More than once this week, Washington State Cougars men’s basketball coach Kyle Smith has publicly singled out guard Michael Flowers, effusively praising him for his development and work ethic as a grad transfer for the Cougs.
When a coach does that, I tend to sit up and take notice.
(Side note: Don’t forget that WSU plays Stanford at 2 p.m. PT today on ESPNU, so set your DVRs or fire up WatchESPN.com or the ESPN app while you’re at work. And read Bryce’s preview, while you’re at it!)
Flowers committed to WSU shortly after last season ended, and it was widely assumed at the time that he’d be a like-for-like replacement for the departing Isaac Bonton. Bonton — who had both his fans and his critics — was ostensibly a point guard, in the sense that he initiated the offense and led the team in assists, but he was about as ball-dominant as you can get: more than 30% of WSU’s possessions ended with an action by him when he was on the floor (we call that “usage”), including taking nearly a third of the Cougars’ shots. Each of those figures were in the top 40 nationally, making him the definition of a “go-to guy.”
Flowers, who began his career at Western Michigan before transferring to South Alabama, fit much the same profile of score-first “point” guard: He was a slightly less extreme version of Bonton with 29% usage (66th nationally) and 30% shot percentage (83rd). For the analytics averse, he averaged 21 points last season, 12th nationally.
But this season, Flowers has been anything but that. At times he has stepped up to be the primary scorer, but you have to go way down the Cougars’ kenpom page — which is ordered by usage — to find Flowers: He’s using just 19% of possessions, ranking fifth on his own team. Less that TJ Bamba and Jefferson Koulibaly!

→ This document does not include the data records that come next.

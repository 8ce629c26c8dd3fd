use crate::food_log::generate_id;
use crate::models::{FoodEntry, Rating};

#[derive(Debug, Clone, Copy, PartialEq, Eq)]
pub enum CaptureError {
    /// The capture source produced nothing.
    Missing,
    /// The snapshot is not a base64 `data:image/...` URI.
    Malformed,
}

impl std::fmt::Display for CaptureError {
    fn fmt(&self, f: &mut std::fmt::Formatter<'_>) -> std::fmt::Result {
        match self {
            CaptureError::Missing => write!(f, "no image captured"),
            CaptureError::Malformed => {
                write!(f, "image must be a base64 data:image/... URI")
            }
        }
    }
}

impl std::error::Error for CaptureError {}

/// True for `data:image/<subtype>;base64,<payload>` with a plain base64 payload.
pub fn is_image_data_uri(image: &str) -> bool {
    let Some(rest) = image.strip_prefix("data:image/") else {
        return false;
    };
    let Some((subtype, payload)) = rest.split_once(";base64,") else {
        return false;
    };

    !subtype.is_empty()
        && subtype
            .bytes()
            .all(|b| b.is_ascii_alphanumeric() || matches!(b, b'+' | b'.' | b'-'))
        && !payload.is_empty()
        && payload
            .bytes()
            .all(|b| b.is_ascii_alphanumeric() || matches!(b, b'+' | b'/' | b'='))
}

/// State of one capture flow, from snapshot to rating.
#[derive(Debug, Default)]
pub struct CaptureSession {
    image: Option<String>,
}

impl CaptureSession {
    pub fn new() -> Self {
        Self::default()
    }

    /// Stores the snapshot. On error the session is left empty.
    pub fn capture(&mut self, image: impl Into<String>) -> Result<(), CaptureError> {
        self.image = None;
        let image = image.into();
        let image = image.trim();
        if image.is_empty() {
            return Err(CaptureError::Missing);
        }
        if !is_image_data_uri(image) {
            return Err(CaptureError::Malformed);
        }
        self.image = Some(image.to_string());
        Ok(())
    }

    pub fn captured(&self) -> Option<&str> {
        self.image.as_deref()
    }

    /// Turns the captured snapshot into an entry, emptying the session.
    pub fn rate(&mut self, rating: Rating, now_ms: i64) -> Option<FoodEntry> {
        let image = self.image.take()?;
        Some(FoodEntry {
            id: generate_id(now_ms),
            image,
            rating,
            timestamp: now_ms,
        })
    }

    pub fn cancel(&mut self) {
        self.image = None;
    }
}
pub mod app;
pub mod capture;
pub mod config;
pub mod errors;
pub mod food_log;
pub mod handlers;
pub mod models;
pub mod presenter;
pub mod state;
pub mod storage;
pub mod ui;
pub mod workout;

pub use app::router;
pub use config::Config;
pub use food_log::FoodLogStore;
pub use state::AppState;
pub use storage::{FileStorage, MemoryStorage, Storage, StorageError};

The result has been hyper efficiency as a much more traditional point guard, as his offensive rating has taken a major jump this season from any of his previous four, despite averaging only 13 points.
And we might have seen another step in his evolution this past weekend, as he expertly orchestrated the Cougars’ offense to its best two-game run at the mountain schools since Utah and Colorado joined the Pac-12.

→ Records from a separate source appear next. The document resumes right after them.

//! A single timelock constraint
//!
//! A [`TimeLock`] is a kind-tagged slot: two locks are equal when their kinds
//! match, whatever their values. This lets a [`TimeLockManager`] look a lock up
//! by kind and replace its value in place.
//!
//! [`TimeLockManager`]: crate::manager::TimeLockManager

use bitcoin::{absolute, relative};
use serde::ser::SerializeStruct;
use serde::{Deserialize, Serialize, Serializer};
use std::cmp::Ordering;
use std::fmt;
use std::hash::{Hash, Hasher};

use crate::error::TimeLockError;
use crate::kind::TimeLockKind;

/// Boundary between height-based and time-based absolute locktimes
pub const LOCKTIME_THRESHOLD: u32 = absolute::LOCK_TIME_THRESHOLD;

/// A timelock constraint: a kind plus an optional bound.
///
/// Only [`TimeLockKind::NoTimelocks`] is expected to carry no value. [`TimeLock::new`]
/// does not enforce this; use [`TimeLock::try_new`] when the input is untrusted.
#[derive(Debug, Clone, Copy, Deserialize)]
pub struct TimeLock {
    kind: TimeLockKind,
    #[serde(default)]
    value: Option<u32>,
}

impl TimeLock {
    /// Create a lock without checking that the value matches the kind
    pub fn new(kind: TimeLockKind, value: Option<u32>) -> Self {
        Self { kind, value }
    }

    /// Create a lock, rejecting a value on `NoTimelocks` and a missing value elsewhere
    pub fn try_new(kind: TimeLockKind, value: Option<u32>) -> Result<Self, TimeLockError> {
        match (kind.is_bounded(), value) {
            (false, Some(_)) => Err(TimeLockError::UnexpectedValue(kind)),
            (true, None) => Err(TimeLockError::MissingValue(kind)),
            _ => Ok(Self { kind, value }),
        }
    }

    /// A path that needs no timelock at all
    pub fn unconstrained() -> Self {
        Self::new(TimeLockKind::NoTimelocks, None)
    }

    /// Relative lock of `blocks` confirmations (BIP68 height)
    pub fn sequence_depth(blocks: u32) -> Self {
        Self::new(TimeLockKind::SequenceDepth, Some(blocks))
    }

    /// Relative lock of `intervals` units of 512 seconds (BIP68 time)
    pub fn sequence_mtp(intervals: u32) -> Self {
        Self::new(TimeLockKind::SequenceMTP, Some(intervals))
    }

    /// Absolute lock at block `height`
    pub fn locktime_height(height: u32) -> Self {
        Self::new(TimeLockKind::LocktimeHeight, Some(height))
    }

    /// Absolute lock at median-time-past `timestamp`
    pub fn locktime_mtp(timestamp: u32) -> Self {
        Self::new(TimeLockKind::LocktimeMTP, Some(timestamp))
    }

    /// The kind this lock constrains
    pub fn kind(&self) -> TimeLockKind {
        self.kind
    }

    /// The raw stored value, including a stray one on `NoTimelocks`
    pub fn value(&self) -> Option<u32> {
        self.value
    }

    /// The value, ignored for kinds that carry no bound
    fn bound(&self) -> Option<u32> {
        self.value.filter(|_| self.kind.is_bounded())
    }

    /// Convert back to a consensus absolute locktime.
    ///
    /// `None` for relative kinds, missing values, or a value on the wrong side
    /// of [`LOCKTIME_THRESHOLD`] for its kind.
    pub fn to_absolute(&self) -> Option<absolute::LockTime> {
        let value = self.value?;
        match self.kind {
            TimeLockKind::LocktimeHeight => absolute::Height::from_consensus(value)
                .ok()
                .map(absolute::LockTime::Blocks),
            TimeLockKind::LocktimeMTP => absolute::Time::from_consensus(value)
                .ok()
                .map(absolute::LockTime::Seconds),
            _ => None,
        }
    }

    /// Convert back to a BIP68 relative locktime.
    ///
    /// `None` for absolute kinds, missing values, or values above 16 bits.
    pub fn to_relative(&self) -> Option<relative::LockTime> {
        let value = u16::try_from(self.value?).ok()?;
        match self.kind {
            TimeLockKind::SequenceDepth => Some(relative::LockTime::from_height(value)),
            TimeLockKind::SequenceMTP => {
                Some(relative::LockTime::from_512_second_intervals(value))
            }
            _ => None,
        }
    }
}

impl PartialEq for TimeLock {
    fn eq(&self, other: &Self) -> bool {
        self.kind == other.kind
    }
}

impl Eq for TimeLock {}

impl Hash for TimeLock {
    fn hash<H: Hasher>(&self, state: &mut H) {
        self.kind.hash(state);
    }
}

impl Ord for TimeLock {
    fn cmp(&self, other: &Self) -> Ordering {
        self.kind.cmp(&other.kind)
    }
}

impl PartialOrd for TimeLock {
    fn partial_cmp(&self, other: &Self) -> Option<Ordering> {
        Some(self.cmp(other))
    }
}

impl From<absolute::LockTime> for TimeLock {
    fn from(lock_time: absolute::LockTime) -> Self {
        let kind = if lock_time.is_block_height() {
            TimeLockKind::LocktimeHeight
        } else {
            TimeLockKind::LocktimeMTP
        };
        Self::new(kind, Some(lock_time.to_consensus_u32()))
    }
}

impl From<relative::LockTime> for TimeLock {
    fn from(lock_time: relative::LockTime) -> Self {
        match lock_time {
            relative::LockTime::Blocks(height) => Self::sequence_depth(u32::from(height.value())),
            relative::LockTime::Time(time) => Self::sequence_mtp(u32::from(time.value())),
        }
    }
}

impl Serialize for TimeLock {
    fn serialize<S: Serializer>(&self, serializer: S) -> Result<S::Ok, S::Error> {
        let bound = self.bound();
        let mut state = serializer.serialize_struct("TimeLock", 1 + usize::from(bound.is_some()))?;
        state.serialize_field("kind", &self.kind)?;
        if let Some(value) = bound {
            state.serialize_field("value", &value)?;
        }
        state.end()
    }
}

impl fmt::Display for TimeLock {
    fn fmt(&self, f: &mut fmt::Formatter<'_>) -> fmt::Result {
        match self.bound() {
            Some(value) => write!(f, "{}({})", self.kind, value),
            None => write!(f, "{}", self.kind),
        }
    }
}

#[cfg(test)]
mod tests {
    use super::*;
    use std::collections::HashSet;

    #[test]
    fn test_equality_ignores_value() {
        assert_eq!(TimeLock::locktime_height(100), TimeLock::locktime_height(150));
        assert_eq!(
            TimeLock::new(TimeLockKind::SequenceMTP, None),
            TimeLock::sequence_mtp(7)
        );
        assert_ne!(TimeLock::locktime_height(100), TimeLock::locktime_mtp(100));
    }

    #[test]
    fn test_hash_and_order_follow_kind() {
        let set: HashSet<TimeLock> = [TimeLock::sequence_depth(1), TimeLock::sequence_depth(2)]
            .into_iter()
            .collect();
        assert_eq!(set.len(), 1);

        assert!(TimeLock::unconstrained() < TimeLock::sequence_depth(0));
        assert!(TimeLock::locktime_height(u32::MAX) < TimeLock::locktime_mtp(0));
    }

    #[test]
    fn test_try_new() {
        assert!(TimeLock::try_new(TimeLockKind::NoTimelocks, None).is_ok());
        assert_eq!(
            TimeLock::try_new(TimeLockKind::NoTimelocks, Some(1)),
            Err(TimeLockError::UnexpectedValue(TimeLockKind::NoTimelocks))
        );
        assert_eq!(
            TimeLock::try_new(TimeLockKind::LocktimeHeight, None),
            Err(TimeLockError::MissingValue(TimeLockKind::LocktimeHeight))
        );

        let lock = TimeLock::try_new(TimeLockKind::SequenceDepth, Some(144)).unwrap();
        assert_eq!(lock.value(), Some(144));
    }

    #[test]
    fn test_unchecked_constructor_keeps_stray_value() {
        let lock = TimeLock::new(TimeLockKind::NoTimelocks, Some(5));
        assert_eq!(lock.value(), Some(5));
        assert_eq!(lock, TimeLock::unconstrained());
    }

    #[test]
    fn test_from_absolute_locktime() {
        let height = absolute::LockTime::from_consensus(840_000);
        let lock = TimeLock::from(height);
        assert_eq!(lock.kind(), TimeLockKind::LocktimeHeight);
        assert_eq!(lock.value(), Some(840_000));
        assert_eq!(lock.to_absolute(), Some(height));

        let time = absolute::LockTime::from_consensus(LOCKTIME_THRESHOLD + 100);
        let lock = TimeLock::from(time);
        assert_eq!(lock.kind(), TimeLockKind::LocktimeMTP);
        assert_eq!(lock.value(), Some(LOCKTIME_THRESHOLD + 100));
        assert_eq!(lock.to_absolute(), Some(time));
    }

    #[test]
    fn test_from_relative_locktime() {
        let lock = TimeLock::from(relative::LockTime::from_height(26_280));
        assert_eq!(lock.kind(), TimeLockKind::SequenceDepth);
        assert_eq!(lock.value(), Some(26_280));
        assert_eq!(lock.to_relative(), Some(relative::LockTime::from_height(26_280)));

        let lock = TimeLock::from(relative::LockTime::from_512_second_intervals(10));
        assert_eq!(lock.kind(), TimeLockKind::SequenceMTP);
        assert_eq!(lock.value(), Some(10));
    }

    #[test]
    fn test_conversion_rejects_mismatched_values() {
        // Height kind holding a timestamp-sized value
        assert_eq!(TimeLock::locktime_height(LOCKTIME_THRESHOLD).to_absolute(), None);
        assert_eq!(TimeLock::locktime_mtp(100).to_absolute(), None);
        assert_eq!(TimeLock::sequence_depth(70_000).to_relative(), None);
        assert_eq!(TimeLock::sequence_depth(10).to_absolute(), None);
        assert_eq!(TimeLock::locktime_height(10).to_relative(), None);
        assert_eq!(TimeLock::unconstrained().to_absolute(), None);
    }

    #[test]
    fn test_display() {
        assert_eq!(TimeLock::unconstrained().to_string(), "no_timelocks");
        assert_eq!(TimeLock::locktime_height(150).to_string(), "locktime_height(150)");
    }

    #[test]
    fn test_stray_value_is_not_rendered() {
        let stray = TimeLock::new(TimeLockKind::NoTimelocks, Some(5));
        assert_eq!(stray.to_string(), "no_timelocks");
        assert_eq!(serde_json::to_string(&stray).unwrap(), r#"{"kind":"no_timelocks"}"#);
        assert_eq!(
            serde_json::to_string(&TimeLock::sequence_depth(144)).unwrap(),
            r#"{"kind":"sequence_depth","value":144}"#
        );
    }

    #[test]
    fn test_serde_roundtrip() {
        let json = serde_json::to_string(&TimeLock::unconstrained()).unwrap();
        assert_eq!(json, r#"{"kind":"no_timelocks"}"#);

        let lock: TimeLock =
            serde_json::from_str(r#"{"kind":"locktime_mtp","value":500000100}"#).unwrap();
        assert_eq!(lock.kind(), TimeLockKind::LocktimeMTP);
        assert_eq!(lock.value(), Some(500_000_100));
    }
}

“Without a doubt, and it’s odd, I didn’t expect this from Mike Flowers, where he’s come from June until now,” Smith said. “We knew he came in as a scorer … but he’s much more than that and he keeps growing.
“He’s got a growth mindset, and he’s really become a better defender. He’s taken on the job of being our top passer. He’s good in the pick-and-roll. If he can keep doing that, giving up some of his game for others, that’s going to make us the best we can be I think.”
It’s worth noting that Flowers was named one of two team captains a couple of weeks ago as he’s stepped up to become the team’s leader. As he continues to figure out where the balance is between scoring and distributing for each game, it’s only going to make the Cougs better.